Micro-RNAs (miRNAs) are estimated to regulate 30% of the human genome primarily through translational repression. In 2005–2008, the first series of observations establishing the key significance of miRNAs in the regulation of vascular biology came from experimental studies involved in arresting miRNA biogenesis to deplete the miRNA pools of vascular tissues and cells. Dicer-dependent biogenesis of miRNA is required for blood vessel development during embryogenesis and wound healing. miRNAs regulate redox signaling in endothelial cells, a key regulator of vascular cell biology. miRNAs that regulate angiogenesis include miRNA 17–5p, cluster 17–92, 21, 27a&b, 126, 130a, 210, 221, 222, 378 and the let7 family. miRNAs also represent a new therapeutic target for the treatment of proliferative vascular diseases as well as hypertension.

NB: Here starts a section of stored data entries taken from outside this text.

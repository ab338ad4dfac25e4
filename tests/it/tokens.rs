use std::{cell::RefCell, rc::Rc};

use lightcmd::{Command, Outcome};

type Events = Rc<RefCell<Vec<String>>>;

fn ls(events: &Events) -> Command {
    let mut cmd = Command::new("ls");
    cmd.option("-a, --all", "").option("-b, --brief", "").option("-w, --width <n>", "");
    for event in ["all", "brief", "width", "command:*"] {
        let events = events.clone();
        cmd.on(event, move |event| {
            events.borrow_mut().push(format!("{event:?}"));
            Ok(())
        });
    }
    cmd
}

fn run(args: &str) -> (String, Vec<String>) {
    let events = Events::default();
    let res = ls(&events).parse(args.split_ascii_whitespace());
    let res = match res {
        Ok(it) => format!("{it:?}"),
        Err(err) => err.to_string(),
    };
    let events = events.borrow().clone();
    (res, events)
}

#[test]
fn short_clusters() {
    assert_eq!(run("-abc x"), run("-a -b -c x"));
    assert_eq!(run("-abc x").0, "unknown option `-c`");

    let (res, events) = run("-ba x");
    assert_eq!(res, r#"Wildcard(["x"])"#);
    assert_eq!(
        events,
        [
            r#"Option { name: "brief", value: None }"#,
            r#"Option { name: "all", value: None }"#,
            r#"Command { name: "*", args: ["x"], unknown: [] }"#,
        ]
    );
    assert_eq!(run("-ba x"), run("-b -a x"));
}

#[test]
fn long_with_equals() {
    assert_eq!(run("--width=80 x"), run("--width 80 x"));
    let (_, events) = run("--width=80");
    assert_eq!(events[0], r#"Option { name: "width", value: Some("80") }"#);
}

#[test]
fn value_after_required_option_is_kept_whole() {
    let (_, events) = run("-w -ab");
    assert_eq!(events[0], r#"Option { name: "width", value: Some("-ab") }"#);
    assert_eq!(events.len(), 2);
}

#[test]
fn double_dash() {
    let (res, events) = run("-a -- -b --width -- x");
    assert_eq!(res, r#"Wildcard(["-b", "--width", "--", "x"])"#);
    assert_eq!(events.len(), 2);
    assert_eq!(events[0], r#"Option { name: "all", value: None }"#);

    let events = Events::default();
    let outcome = ls(&events).parse(["--", "--", "-a"]).unwrap();
    assert_eq!(outcome, Outcome::Wildcard(vec!["--".to_string(), "-a".to_string()]));
}

#[test]
fn nothing_to_do() {
    let (res, events) = run("");
    assert_eq!(res, r#"Wildcard([])"#);
    assert_eq!(events, [r#"Command { name: "*", args: [], unknown: [] }"#]);
}
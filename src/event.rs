//! Per-command notification tables.
//!
//! Events are addressed by name:
//!
//! * an option's canonical name (`version`, `age-now`, `help`),
//! * `command:<name>` when a sub-command is dispatched,
//! * `command:*` when no sub-command matched.

use std::{collections::BTreeMap, fmt};

use crate::{Error, Result};

pub const WILDCARD: &str = "command:*";

pub fn command_event(name: &str) -> String {
    format!("command:{name}")
}

/// Payload handed to listeners.
#[derive(Debug, Clone, Copy, PartialEq, Eq)]
pub enum Event<'a> {
    Option { name: &'a str, value: Option<&'a str> },
    Command { name: &'a str, args: &'a [String], unknown: &'a [String] },
}

pub type Listener = Box<dyn FnMut(&Event<'_>) -> anyhow::Result<()>>;

#[derive(Default)]
pub(crate) struct Listeners {
    map: BTreeMap<String, Vec<Listener>>,
}

impl Listeners {
    pub(crate) fn add(&mut self, event: &str, listener: Listener) {
        self.map.entry(event.to_string()).or_default().push(listener);
    }

    pub(crate) fn has(&self, event: &str) -> bool {
        self.map.get(event).is_some_and(|it| !it.is_empty())
    }

    /// Calls listeners in registration order, stopping at the first error.
    pub(crate) fn emit(&mut self, event: &str, payload: &Event<'_>) -> Result<()> {
        let Some(listeners) = self.map.get_mut(event) else { return Ok(()) };
        tracing::trace!(event, n = listeners.len(), "emit");
        for listener in listeners.iter_mut() {
            listener(payload).map_err(Error::Action)?;
        }
        Ok(())
    }
}

impl fmt::Debug for Listeners {
    fn fmt(&self, f: &mut fmt::Formatter<'_>) -> fmt::Result {
        f.debug_map().entries(self.map.iter().map(|(k, v)| (k, v.len()))).finish()
    }
}
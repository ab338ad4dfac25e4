//! Token level machinery: normalization, the option scanner and what a
//! scan leaves behind.

use crate::{opt::Opt, Error, Result};

/// Splits one raw argument into the tokens it stands for.
///
/// `-abc` becomes `-a -b -c` and `--name=value` becomes `--name value`.
/// An argument naming a registered option exactly is kept as is.
pub(crate) fn expand(arg: &str, opts: &[Opt]) -> Vec<String> {
    if opts.iter().any(|it| it.matches(arg)) {
        return vec![arg.to_string()];
    }
    if is_short_cluster(arg) {
        return arg[1..].chars().map(|c| format!("-{c}")).collect();
    }
    match split_long(arg) {
        Some((flag, value)) => vec![flag.to_string(), value.to_string()],
        None => vec![arg.to_string()],
    }
}

fn is_short_cluster(arg: &str) -> bool {
    arg.len() > 1 && arg.starts_with('-') && !arg.starts_with("--")
}

fn split_long(arg: &str) -> Option<(&str, &str)> {
    if !arg.starts_with("--") {
        return None;
    }
    arg.split_once('=').filter(|(flag, _)| flag.len() > 2)
}

#[derive(Debug, PartialEq, Eq)]
pub(crate) enum Token {
    /// A registered option, by index, with the value it consumed.
    Opt { idx: usize, value: Option<String> },
    /// Something flag-shaped nobody registered, and the value it may have.
    Unknown { flag: String, value: Option<String> },
    Positional(String),
    /// A positional argument found after `--`.
    Literal(String),
}

/// Scans raw arguments left to right, expanding each one when it is reached.
///
/// Starts in normal mode; the first bare `--` switches to literal mode for
/// the rest of the input, and is dropped. The value of an option that
/// requires one is taken raw, so `-m -ab` keeps `-ab` whole.
pub(crate) struct Parser {
    after_double_dash: bool,
    /// Expanded pieces of the current argument, reversed.
    pending: Vec<String>,
    rargs: Vec<String>,
}

impl Parser {
    pub(crate) fn new(mut args: Vec<String>) -> Self {
        args.reverse();
        Self { after_double_dash: false, pending: Vec::new(), rargs: args }
    }

    pub(crate) fn next_token(&mut self, opts: &[Opt]) -> Option<Result<Token>> {
        let flag = match self.pop_flag(opts)? {
            Ok(it) => it,
            Err(arg) if self.after_double_dash => return Some(Ok(Token::Literal(arg))),
            Err(arg) => return Some(Ok(Token::Positional(arg))),
        };

        let Some(idx) = opts.iter().position(|it| it.matches(&flag)) else {
            if flag.len() == 1 {
                return Some(Ok(Token::Positional(flag)));
            }
            let value = match self.peek() {
                Some(it) if !it.starts_with('-') => self.next(),
                _ => None,
            };
            tracing::trace!(%flag, ?value, "unknown option");
            return Some(Ok(Token::Unknown { flag, value }));
        };

        let opt = &opts[idx];
        let value = if opt.requires_value() {
            match self.next() {
                Some(it) => Some(it),
                None => return Some(Err(Error::MissingOptionArgument(opt.flags().to_string()))),
            }
        } else if opt.optional_value() {
            match self.peek() {
                Some(it) if it == "-" || !it.starts_with('-') => self.next(),
                _ => None,
            }
        } else {
            None
        };
        Some(Ok(Token::Opt { idx, value }))
    }

    /// Everything not consumed yet, in input order.
    pub(crate) fn into_remaining(self) -> Vec<String> {
        self.rargs.into_iter().chain(self.pending).rev().collect()
    }

    fn pop_flag(&mut self, opts: &[Opt]) -> Option<Result<String, String>> {
        if self.pending.is_empty() && !self.after_double_dash {
            let arg = self.rargs.pop()?;
            if arg == "--" {
                self.after_double_dash = true;
                return self.next().map(Err);
            }
            self.pending = expand(&arg, opts);
            self.pending.reverse();
        }
        let arg = self.next()?;
        if self.after_double_dash {
            return Some(Err(arg));
        }
        if arg.starts_with('-') {
            Some(Ok(arg))
        } else {
            Some(Err(arg))
        }
    }

    fn peek(&self) -> Option<&str> {
        self.pending.last().or(self.rargs.last()).map(String::as_str)
    }

    fn next(&mut self) -> Option<String> {
        self.pending.pop().or_else(|| self.rargs.pop())
    }
}

/// What a command's scan leaves behind, in input order.
///
/// Positional arguments and unknown options stay interleaved so that a
/// sub-command can rescan them as if they had been given to it directly.
/// When the scan stopped at a sub-command's name, `tail` holds the
/// arguments after it untouched.
#[derive(Debug, Default, Clone, PartialEq, Eq)]
pub(crate) struct Rest {
    items: Vec<Item>,
    tail: Vec<String>,
}

#[derive(Debug, Clone, PartialEq, Eq)]
enum Item {
    Arg(String),
    Literal(String),
    /// An unknown flag or the value it swallowed.
    Unknown(String),
}

fn lower(token: Token, items: &mut Vec<Item>) {
    match token {
        Token::Opt { .. } => (),
        Token::Unknown { flag, value } => {
            items.push(Item::Unknown(flag));
            items.extend(value.map(Item::Unknown));
        }
        Token::Positional(it) => items.push(Item::Arg(it)),
        Token::Literal(it) => items.push(Item::Literal(it)),
    }
}

impl Rest {
    pub(crate) fn push(&mut self, token: Token) {
        lower(token, &mut self.items)
    }

    pub(crate) fn set_tail(&mut self, tail: Vec<String>) {
        self.tail = tail;
    }

    /// Items with the tail classified as if no options were registered.
    fn view(&self) -> Vec<Item> {
        let mut res = self.items.clone();
        let mut p = Parser::new(self.tail.clone());
        while let Some(Ok(token)) = p.next_token(&[]) {
            lower(token, &mut res);
        }
        res
    }

    pub(crate) fn args(&self) -> Vec<String> {
        self.view()
            .into_iter()
            .filter_map(|it| match it {
                Item::Arg(it) | Item::Literal(it) => Some(it),
                Item::Unknown(_) => None,
            })
            .collect()
    }

    pub(crate) fn unknown(&self) -> Vec<String> {
        self.view()
            .into_iter()
            .filter_map(|it| match it {
                Item::Unknown(it) => Some(it),
                Item::Arg(_) | Item::Literal(_) => None,
            })
            .collect()
    }

    fn first_arg_idx(&self) -> Option<usize> {
        self.items.iter().position(|it| !matches!(it, Item::Unknown(_)))
    }

    pub(crate) fn first_arg(&self) -> Option<&str> {
        match &self.items[self.first_arg_idx()?] {
            Item::Arg(it) | Item::Literal(it) | Item::Unknown(it) => Some(it),
        }
    }

    pub(crate) fn set_first_arg(&mut self, arg: String) {
        if let Some(idx) = self.first_arg_idx() {
            match &mut self.items[idx] {
                Item::Arg(it) | Item::Literal(it) | Item::Unknown(it) => *it = arg,
            }
        }
    }

    pub(crate) fn shift(&mut self) -> Option<String> {
        let idx = self.first_arg_idx()?;
        match self.items.remove(idx) {
            Item::Arg(it) | Item::Literal(it) | Item::Unknown(it) => Some(it),
        }
    }

    /// Turns the rest back into arguments, fencing literal ones with `--`.
    pub(crate) fn into_tokens(self) -> Vec<String> {
        let mut res = Vec::with_capacity(self.items.len() + self.tail.len() + 1);
        let mut literal = false;
        for item in self.items {
            match item {
                Item::Literal(it) => {
                    if !literal {
                        literal = true;
                        res.push("--".to_string());
                    }
                    res.push(it)
                }
                Item::Arg(it) | Item::Unknown(it) => res.push(it),
            }
        }
        res.extend(self.tail);
        res
    }
}
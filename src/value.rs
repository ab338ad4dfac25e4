//! Values produced by a parse: what options store and what actions receive.

use std::{fmt, str::FromStr};

/// Converts the raw text of an option value before it is stored.
pub type Coerce = Box<dyn Fn(&str) -> Result<Value, String>>;

/// A value stored for an option, under its attribute key.
#[derive(Debug, Clone, PartialEq)]
pub enum Value {
    Bool(bool),
    Str(String),
    Int(i64),
    Float(f64),
    List(Vec<String>),
}

impl Value {
    pub fn as_bool(&self) -> Option<bool> {
        match self {
            Value::Bool(it) => Some(*it),
            _ => None,
        }
    }
    pub fn as_str(&self) -> Option<&str> {
        match self {
            Value::Str(it) => Some(it),
            _ => None,
        }
    }
    pub fn as_int(&self) -> Option<i64> {
        match self {
            Value::Int(it) => Some(*it),
            _ => None,
        }
    }
    pub fn as_float(&self) -> Option<f64> {
        match self {
            Value::Float(it) => Some(*it),
            Value::Int(it) => Some(*it as f64),
            _ => None,
        }
    }
    pub fn as_list(&self) -> Option<&[String]> {
        match self {
            Value::List(it) => Some(it),
            _ => None,
        }
    }
}

impl fmt::Display for Value {
    fn fmt(&self, f: &mut fmt::Formatter<'_>) -> fmt::Result {
        match self {
            Value::Bool(it) => fmt::Display::fmt(it, f),
            Value::Str(it) => fmt::Display::fmt(it, f),
            Value::Int(it) => fmt::Display::fmt(it, f),
            Value::Float(it) => fmt::Display::fmt(it, f),
            Value::List(it) => fmt::Display::fmt(&it.join(","), f),
        }
    }
}

impl From<bool> for Value {
    fn from(it: bool) -> Value {
        Value::Bool(it)
    }
}

impl From<String> for Value {
    fn from(it: String) -> Value {
        Value::Str(it)
    }
}

impl From<&str> for Value {
    fn from(it: &str) -> Value {
        Value::Str(it.to_string())
    }
}

impl From<i64> for Value {
    fn from(it: i64) -> Value {
        Value::Int(it)
    }
}

impl From<f64> for Value {
    fn from(it: f64) -> Value {
        Value::Float(it)
    }
}

impl From<Vec<String>> for Value {
    fn from(it: Vec<String>) -> Value {
        Value::List(it)
    }
}

/// Coercion through [`FromStr`], e.g. `value::parse::<i64>()`.
pub fn parse<T>() -> impl Fn(&str) -> Result<Value, String>
where
    T: FromStr + Into<Value>,
    T::Err: fmt::Display,
{
    |s: &str| s.parse::<T>().map(Into::into).map_err(|err| err.to_string())
}

/// Coercion splitting a comma separated value into a list.
pub fn list(s: &str) -> Result<Value, String> {
    Ok(Value::List(s.split(',').map(str::to_string).collect()))
}

/// What a positional argument spec was bound to when an action runs.
#[derive(Debug, Clone, PartialEq, Eq)]
pub enum Bound {
    /// No token was supplied. Distinct from an empty string.
    Absent,
    One(String),
    /// Everything captured by a trailing variadic spec.
    Many(Vec<String>),
}

impl Bound {
    pub fn is_absent(&self) -> bool {
        matches!(self, Bound::Absent)
    }

    pub fn as_str(&self) -> Option<&str> {
        match self {
            Bound::One(it) => Some(it),
            Bound::Absent | Bound::Many(_) => None,
        }
    }

    /// All tokens bound here, in order.
    pub fn as_slice(&self) -> &[String] {
        match self {
            Bound::Absent => &[],
            Bound::One(it) => std::slice::from_ref(it),
            Bound::Many(it) => it,
        }
    }
}
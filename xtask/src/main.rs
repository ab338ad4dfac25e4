
use std::time::Instant;

use xshell::{cmd, Shell};

fn main() -> xshell::Result<()> {
    let sh = Shell::new()?;

    cmd!(sh, "rustup toolchain install stable --no-self-update").run()?;
    let _e = sh.push_env("RUSTUP_TOOLCHAIN", "stable");
    cmd!(sh, "rustc --version").run()?;

    {
        let _s = Section::new("BUILD");
        cmd!(sh, "cargo test --workspace --all-targets --no-run").run()?;
    }

    {
        let _s = Section::new("TEST");
        cmd!(sh, "cargo test --workspace -- --nocapture").run()?;
        cmd!(sh, "cargo test --doc -p lightcmd").run()?;
    }

    {
        let _s = Section::new("DEMOS");
        let greeting = cmd!(sh, "cargo run -q --example hello -- greet -s -n 2 ci").read()?;
        assert_eq!(greeting, "HELLO, CI!\nHELLO, CI!");

        let added = cmd!(sh, "cargo run -q --example git -- remote add -f origin https://example.com").read()?;
        assert_eq!(added, "added origin -> https://example.com\nfetching origin");
    }

    {
        let _s = Section::new("PUBLISH");

        // `path+file:///..#0.1.0` or `..#lightcmd@0.1.0`, depending on cargo
        let pkgid = cmd!(sh, "cargo pkgid -p lightcmd").read()?;
        let version = pkgid.rsplit(['#', '@']).next().unwrap_or_default().to_string();
        let tag = format!("v{version}");

        let current_branch = cmd!(sh, "git branch --show-current").read()?;
        let tag_exists =
            cmd!(sh, "git tag --list").read()?.split_ascii_whitespace().any(|it| it == tag);

        if current_branch == "master" && !tag_exists && !version.is_empty() {
            cmd!(sh, "git tag {tag}").run()?;
            cmd!(sh, "cargo publish -p lightcmd").run()?;
            cmd!(sh, "git push --tags").run()?;
        }
    }

    Ok(())
}

/// A collapsible CI log group, timed and closed on drop.
struct Section {
    name: &'static str,
    start: Instant,
}

impl Section {
    fn new(name: &'static str) -> Section {
        println!("::group::{name}");
        Section { name, start: Instant::now() }
    }
}

impl Drop for Section {
    fn drop(&mut self) {
        eprintln!("{}: {:.2?}", self.name, self.start.elapsed());
        println!("::endgroup::");
    }
}
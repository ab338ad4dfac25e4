use std::{cell::RefCell, rc::Rc};

use expect_test::expect;
use lightcmd::{Command, Outcome, Value};

use crate::{check, log, record, Log};

fn git(log: &Log) -> Command {
    let mut git = Command::new("git");
    git.version("2.0.0").option("-C, --dir <path>", "run as if started in <path>");

    git.command("init [target]")
        .description("create an empty repository")
        .option("-q, --quiet", "only print errors")
        .action(record(log));
    git.command("copy <src> <dst...>").action(record(log));
    git.command("clone <url> [dir]")
        .option_with("--depth <n>", "truncate history", lightcmd::value::parse::<i64>())
        .action(record(log));

    let remote = git.command("remote").description("manage remotes");
    remote.option("--verbose", "be verbose").action(record(log));
    remote.command("add <name> <url>").option("-f, --fetch", "fetch after adding").action(record(log));
    remote.command("remove <name>").action(record(log));
    git
}

#[test]
fn subcommands() {
    let log = log();
    let mut git = git(&log);
    check(
        &mut git,
        "init",
        expect![[r#"
            Dispatched(
                [
                    "init",
                ],
            )
        "#]],
    );
    check(
        &mut git,
        "copy a b c",
        expect![[r#"
            Dispatched(
                [
                    "copy",
                ],
            )
        "#]],
    );
    check(
        &mut git,
        "remote add origin https://example.com",
        expect![[r#"
            Dispatched(
                [
                    "remote",
                    "add",
                ],
            )
        "#]],
    );
    assert_eq!(
        *log.borrow(),
        [
            "init Absent",
            r#"copy One("a") Many(["b", "c"])"#,
            r#"add One("origin") One("https://example.com")"#,
        ]
    );
}

#[test]
fn optional_and_variadic() {
    let log = log();
    let mut git = git(&log);
    git.parse(["init", "repo"]).unwrap();
    git.parse(["clone", "url"]).unwrap();
    git.parse(["clone", "url", "dir", "extra", "ignored"]).unwrap();
    git.parse(["copy", "a", "b"]).unwrap();
    assert_eq!(
        *log.borrow(),
        [
            r#"init One("repo")"#,
            r#"clone One("url") Absent"#,
            r#"clone One("url") One("dir")"#,
            r#"copy One("a") Many(["b"])"#,
        ]
    );
}

#[test]
fn missing_required_argument() {
    let log = log();
    let mut git = git(&log);
    check(&mut git, "copy a", expect!["missing required argument `dst`"]);
    check(&mut git, "copy", expect!["missing required argument `src`"]);
    check(&mut git, "remote add origin", expect!["missing required argument `url`"]);
    assert!(log.borrow().is_empty());
}

#[test]
fn options_belong_to_their_command() {
    let log = log();
    let mut git = git(&log);
    git.parse(["-C", "/tmp", "clone", "--depth", "1", "url"]).unwrap();
    assert_eq!(git.value("dir"), Some(&Value::Str("/tmp".to_string())));
    let clone = git.find_subcommand("clone").unwrap();
    assert_eq!(clone.value("depth"), Some(&Value::Int(1)));

    git.parse(["init", "-q"]).unwrap();
    assert_eq!(git.find_subcommand("init").unwrap().value("quiet"), Some(&Value::Bool(true)));
    assert_eq!(git.value("quiet"), None);

    check(&mut git, "init --depth 1", expect!["unknown option `--depth`"]);
    check(&mut git, "clone --depth lol url", expect!["can't parse `--depth`, invalid digit found in string"]);
    check(&mut git, "--quiet init", expect!["unknown option `--quiet`"]);
}

#[test]
fn values_of_nested_options_stay_whole() {
    let mut app = Command::new("app");
    app.version("1.0.0").option("-q, --quiet", "");
    app.command("commit").option("-m, --message <msg>", "").option("-a, --all", "").action(|_| Ok(()));

    let message = |app: &Command| app.find_subcommand("commit").and_then(|it| it.value("message")).cloned();
    for value in ["-ab", "-v", "-q", "--", "--all", "--message=x"] {
        app.parse(["commit", "-m", value]).unwrap();
        assert_eq!(message(&app), Some(Value::Str(value.to_string())));
    }
    assert_eq!(app.value("quiet"), None);

    app.parse(["-q", "commit", "--message", "--quiet", "-a"]).unwrap();
    assert_eq!(message(&app), Some(Value::Str("--quiet".to_string())));
    assert_eq!(app.value("quiet"), Some(&Value::Bool(true)));
    assert_eq!(app.find_subcommand("commit").unwrap().value("all"), Some(&Value::Bool(true)));

    check(&mut app, "commit -m", expect!["option `-m, --message <msg>` argument missing"]);
    check(&mut app, "commit -v", expect!["unknown option `-v`"]);
}

#[test]
fn nested_dir_takes_flag_shaped_value() {
    let log = log();
    let mut git = git(&log);
    git.command("server").option("--dir <path>", "").option("--log", "").action(record(&log));

    git.parse(["server", "--dir", "--log"]).unwrap();
    let server = git.find_subcommand("server").unwrap();
    assert_eq!(server.value("dir"), Some(&Value::Str("--log".to_string())));
    assert_eq!(server.value("log"), None);

    git.parse(["server", "--dir=--log", "--log"]).unwrap();
    let server = git.find_subcommand("server").unwrap();
    assert_eq!(server.value("dir"), Some(&Value::Str("--log".to_string())));
    assert_eq!(server.value("log"), Some(&Value::Bool(true)));
    assert_eq!(git.value("dir"), None);
    assert_eq!(*log.borrow(), ["server", "server"]);
}

#[test]
fn nested_subcommands() {
    let log = log();
    let mut git = git(&log);
    check(
        &mut git,
        "remote --verbose",
        expect![[r#"
            Dispatched(
                [
                    "remote",
                ],
            )
        "#]],
    );
    assert_eq!(git.find_subcommand("remote").unwrap().value("verbose"), Some(&Value::Bool(true)));

    // Unknown options are handed down in order, so positionals keep their
    // places around them.
    git.parse(["remote", "add", "-f", "origin", "url"]).unwrap();
    git.parse(["remote", "add", "origin", "-f", "url"]).unwrap();
    git.parse(["remote", "add", "origin", "url", "-f"]).unwrap();
    git.parse(["remote", "--verbose", "remove", "origin"]).unwrap();
    assert_eq!(
        *log.borrow(),
        [
            "remote",
            r#"add One("origin") One("url")"#,
            r#"add One("origin") One("url")"#,
            r#"add One("origin") One("url")"#,
            r#"remove One("origin")"#,
        ]
    );

    check(&mut git, "remote add --werbose origin url", expect!["unknown option `--werbose`"]);
}

#[test]
fn literal_arguments_reach_the_action() {
    let log = log();
    let mut git = git(&log);
    git.parse(["copy", "--", "-a", "--b"]).unwrap();
    git.parse(["copy", "x", "--", "-q"]).unwrap();
    assert_eq!(*log.borrow(), [r#"copy One("-a") Many(["--b"])"#, r#"copy One("x") Many(["-q"])"#]);
}

#[test]
fn unmatched_commands() {
    let log = log();
    let mut git = git(&log);
    check(
        &mut git,
        "push origin",
        expect![[r#"
            Wildcard(
                [
                    "push",
                    "origin",
                ],
            )
        "#]],
    );
    check(&mut git, "", expect!["NoCommand\n"]);
    check(&mut git, "-C .", expect!["NoCommand\n"]);
    check(&mut git, "--werbose", expect!["unknown option `--werbose`"]);

    let seen = Rc::new(RefCell::new(Vec::new()));
    git.on("command:*", {
        let seen = seen.clone();
        move |event| {
            seen.borrow_mut().push(format!("{event:?}"));
            Ok(())
        }
    });
    git.parse(["push", "--force", "origin"]).unwrap();
    assert_eq!(*seen.borrow(), [r#"Command { name: "*", args: ["push"], unknown: ["--force", "origin"] }"#]);
    assert!(log.borrow().is_empty());
}

#[test]
fn command_listeners() {
    let log = log();
    let mut git = git(&log);
    let seen = Rc::new(RefCell::new(Vec::new()));
    for event in ["command:init", "command:status"] {
        let seen = seen.clone();
        git.on(event, move |event| {
            seen.borrow_mut().push(format!("{event:?}"));
            Ok(())
        });
    }
    // A listener is enough to make a command without an action routable,
    // and it counts as handling it.
    git.command("status");

    assert_eq!(git.parse(["init", "x"]).unwrap(), Outcome::Dispatched(vec!["init".to_string()]));
    assert_eq!(git.parse(["status", "-s"]).unwrap_err().to_string(), "unknown option `-s`");
    assert_eq!(git.parse(["status"]).unwrap(), Outcome::Dispatched(vec!["status".to_string()]));
    assert_eq!(
        *seen.borrow(),
        [
            r#"Command { name: "init", args: ["x"], unknown: [] }"#,
            r#"Command { name: "status", args: [], unknown: [] }"#,
        ]
    );
    assert_eq!(*log.borrow(), [r#"init One("x")"#]);
}

#[test]
fn failing_action() {
    let mut cmd = Command::new("app");
    cmd.command("boom").action(|_| anyhow::bail!("it broke"));
    let err = cmd.parse(["boom"]).unwrap_err();
    assert_eq!(err.to_string(), "it broke");
    assert!(matches!(err, lightcmd::Error::Action(_)));
}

Evidence supporting the regulation of inducible adhesion molecules by miRNA supports a role of miRNAs in regulating vascular inflammation. Productive strategies to safely up-regulate as well as down-regulate miRNAs in vivo are in place and being tested for their value in disease intervention. Prudent targeting of non-coding genes such as miRNAs, which in turn regulates large sets of coding genes, holds promise in gene therapy. Recent developments in miRNA biology offer lucrative opportunities to manage vascular health.